## REQUIRED ACTION:
Show every line in the entries below where the word "None" appears.

[Stored dataset items]
>>

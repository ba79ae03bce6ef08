//! Bridge session
//!
//! Owns the per-session shaping and gesture state and pushes every shaped
//! command through encode, seal and send. Live input is lossy: a command
//! that cannot be sealed or sent is logged and dropped, never retried.
//! Burst paste is strict and stops at the first failure.

use crate::domain::burst;
use crate::domain::gestures::{GestureDetector, GESTURE_WINDOW_MS};
use crate::domain::keymap::{route_key, KeyAction};
use crate::domain::models::{
    AppEvent, Command, InputEvent, MessageSeverity, Modifiers, StatusMessage,
};
use crate::domain::settings::ShapingSettings;
use crate::domain::shaper::InputShaper;
use crate::infrastructure::bluetooth::framer::FrameError;
use crate::infrastructure::bluetooth::{protocol, SecureFramer, TransportError, TransportSink};
use crate::infrastructure::cancel::CancelToken;
use crate::infrastructure::clipboard::{ClipboardError, ClipboardSource};
use std::sync::Arc;
use std::time::Duration;
use thiserror::Error;
use tokio::sync::mpsc;
use tracing::{debug, info, trace, warn};

#[derive(Debug, Error)]
pub enum SendError {
    #[error(transparent)]
    Frame(#[from] FrameError),

    #[error(transparent)]
    Transport(#[from] TransportError),
}

/// Encode, seal and write one command on its channel.
///
/// Cheap to clone; the live path and burst replays share one link.
#[derive(Clone)]
pub struct CommandLink {
    framer: SecureFramer,
    sink: Arc<dyn TransportSink>,
}

impl CommandLink {
    pub fn new(framer: SecureFramer, sink: Arc<dyn TransportSink>) -> Self {
        Self { framer, sink }
    }

    pub async fn send(&self, command: &Command) -> Result<(), SendError> {
        let payload = protocol::encode(command);
        let frame = self.framer.seal(&payload)?;
        self.sink.send(command.channel(), &frame).await?;
        trace!(?command, "command sent");
        Ok(())
    }

    /// Live-input variant: failures are logged and the command is dropped
    pub async fn send_lossy(&self, command: &Command) {
        match self.send(command).await {
            Ok(()) => {}
            Err(SendError::Frame(FrameError::NoKey)) => {
                debug!("No relay key set, dropping {:?}", command);
            }
            Err(e) => warn!("Dropping {:?}: {}", command, e),
        }
    }
}

#[derive(Debug, Clone, Copy, PartialEq, Eq)]
pub enum EventOutcome {
    Handled,
    /// A Ctrl+V double chord completed; the caller should start a burst paste
    BurstPasteRequested,
}

pub struct Bridge {
    shaper: InputShaper,
    gestures: GestureDetector,
    link: CommandLink,
}

impl Bridge {
    pub fn new(shaping: ShapingSettings, link: CommandLink) -> Self {
        Self {
            shaper: InputShaper::new(shaping),
            gestures: GestureDetector::new(),
            link,
        }
    }

    pub fn set_shaping(&mut self, shaping: ShapingSettings) {
        self.shaper.set_settings(shaping);
    }

    pub async fn handle_event(&mut self, event: &InputEvent, now_ms: f64) -> EventOutcome {
        match event {
            InputEvent::PointerDelta { dx, dy, .. } => {
                if let Some(command) = self.shaper.on_pointer_delta(*dx, *dy, now_ms) {
                    self.link.send_lossy(&command).await;
                }
            }
            InputEvent::Wheel {
                delta_y,
                delta_mode,
                ..
            } => {
                for command in self.shaper.on_wheel(*delta_y, *delta_mode, now_ms) {
                    self.link.send_lossy(&command).await;
                }
            }
            InputEvent::Button { button, pressed } => {
                match self.shaper.on_button(*button, *pressed) {
                    Some(command) => self.link.send_lossy(&command).await,
                    None => debug!("Ignoring host button {}", button),
                }
            }
            InputEvent::Key {
                key,
                shift,
                ctrl,
                alt,
                meta,
                ..
            } => {
                let modifiers = Modifiers::from_flags(*shift, *ctrl, *alt, *meta);
                match route_key(&mut self.gestures, key, modifiers, now_ms) {
                    KeyAction::Send(commands) => {
                        for command in &commands {
                            self.link.send_lossy(command).await;
                        }
                    }
                    KeyAction::BurstPaste => return EventOutcome::BurstPasteRequested,
                }
            }
        }
        EventOutcome::Handled
    }

    /// Periodic housekeeping: scroll remainder decay and gesture timeouts
    pub async fn tick(&mut self, now_ms: f64) {
        self.shaper.decay_tick(now_ms);
        if let Some(command) = self.gestures.poll(now_ms) {
            self.link.send_lossy(&command).await;
        }
    }

    /// End of input: fire any pending gesture deadline now
    pub async fn flush(&mut self, now_ms: f64) {
        self.tick(now_ms + GESTURE_WINDOW_MS).await;
    }
}

#[derive(Debug, Error)]
pub enum BurstError {
    #[error("Clipboard unavailable: {0}")]
    ClipboardUnavailable(#[from] ClipboardError),

    #[error("Burst paste stopped after {sent} of {total} commands: {source}")]
    Send {
        sent: usize,
        total: usize,
        #[source]
        source: SendError,
    },

    #[error("Burst paste cancelled after {sent} of {total} commands")]
    Cancelled { sent: usize, total: usize },
}

/// Replays clipboard text as paced key commands
#[derive(Clone)]
pub struct BurstPaste {
    link: CommandLink,
    char_delay: Duration,
    events: Option<mpsc::UnboundedSender<AppEvent>>,
}

impl BurstPaste {
    pub fn new(link: CommandLink, char_delay: Duration) -> Self {
        Self {
            link,
            char_delay,
            events: None,
        }
    }

    pub fn with_events(mut self, events: mpsc::UnboundedSender<AppEvent>) -> Self {
        self.events = Some(events);
        self
    }

    /// Read the clipboard and send it. Returns the number of commands sent.
    pub async fn run(
        &self,
        clipboard: &dyn ClipboardSource,
        cancel: &CancelToken,
    ) -> Result<usize, BurstError> {
        let text = match clipboard.read_text().await {
            Ok(text) => text,
            Err(e) => {
                self.status(format!("Could not read clipboard: {}", e), MessageSeverity::Error);
                return Err(e.into());
            }
        };

        let steps = burst::plan(&text, self.char_delay);
        let total = steps.len();
        if total == 0 {
            debug!("Clipboard empty, nothing to paste");
            return Ok(0);
        }

        info!("Burst paste: {} commands", total);
        self.status(
            format!("Pasting {} characters", text.chars().count()),
            MessageSeverity::Info,
        );

        for (sent, step) in steps.iter().enumerate() {
            if cancel.is_cancelled() {
                return Err(self.cancelled(sent, total));
            }

            if let Err(source) = self.link.send(&step.command).await {
                self.status(format!("Paste stopped: {}", source), MessageSeverity::Error);
                return Err(BurstError::Send {
                    sent,
                    total,
                    source,
                });
            }
            self.emit(AppEvent::BurstProgress {
                sent: sent + 1,
                total,
            });

            tokio::select! {
                _ = tokio::time::sleep(step.delay) => {}
                _ = cancel.cancelled() => return Err(self.cancelled(sent + 1, total)),
            }
        }

        self.status("Paste complete", MessageSeverity::Success);
        Ok(total)
    }

    fn cancelled(&self, sent: usize, total: usize) -> BurstError {
        self.status("Paste cancelled", MessageSeverity::Warning);
        BurstError::Cancelled { sent, total }
    }

    fn status(&self, message: impl Into<String>, severity: MessageSeverity) {
        self.emit(AppEvent::Status(StatusMessage::new(message, severity)));
    }

    fn emit(&self, event: AppEvent) {
        if let Some(events) = &self.events {
            let _ = events.send(event);
        }
    }
}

<<

## TASK ANSWER:
                    None => debug!("Ignoring host button {}", button),
            events: None,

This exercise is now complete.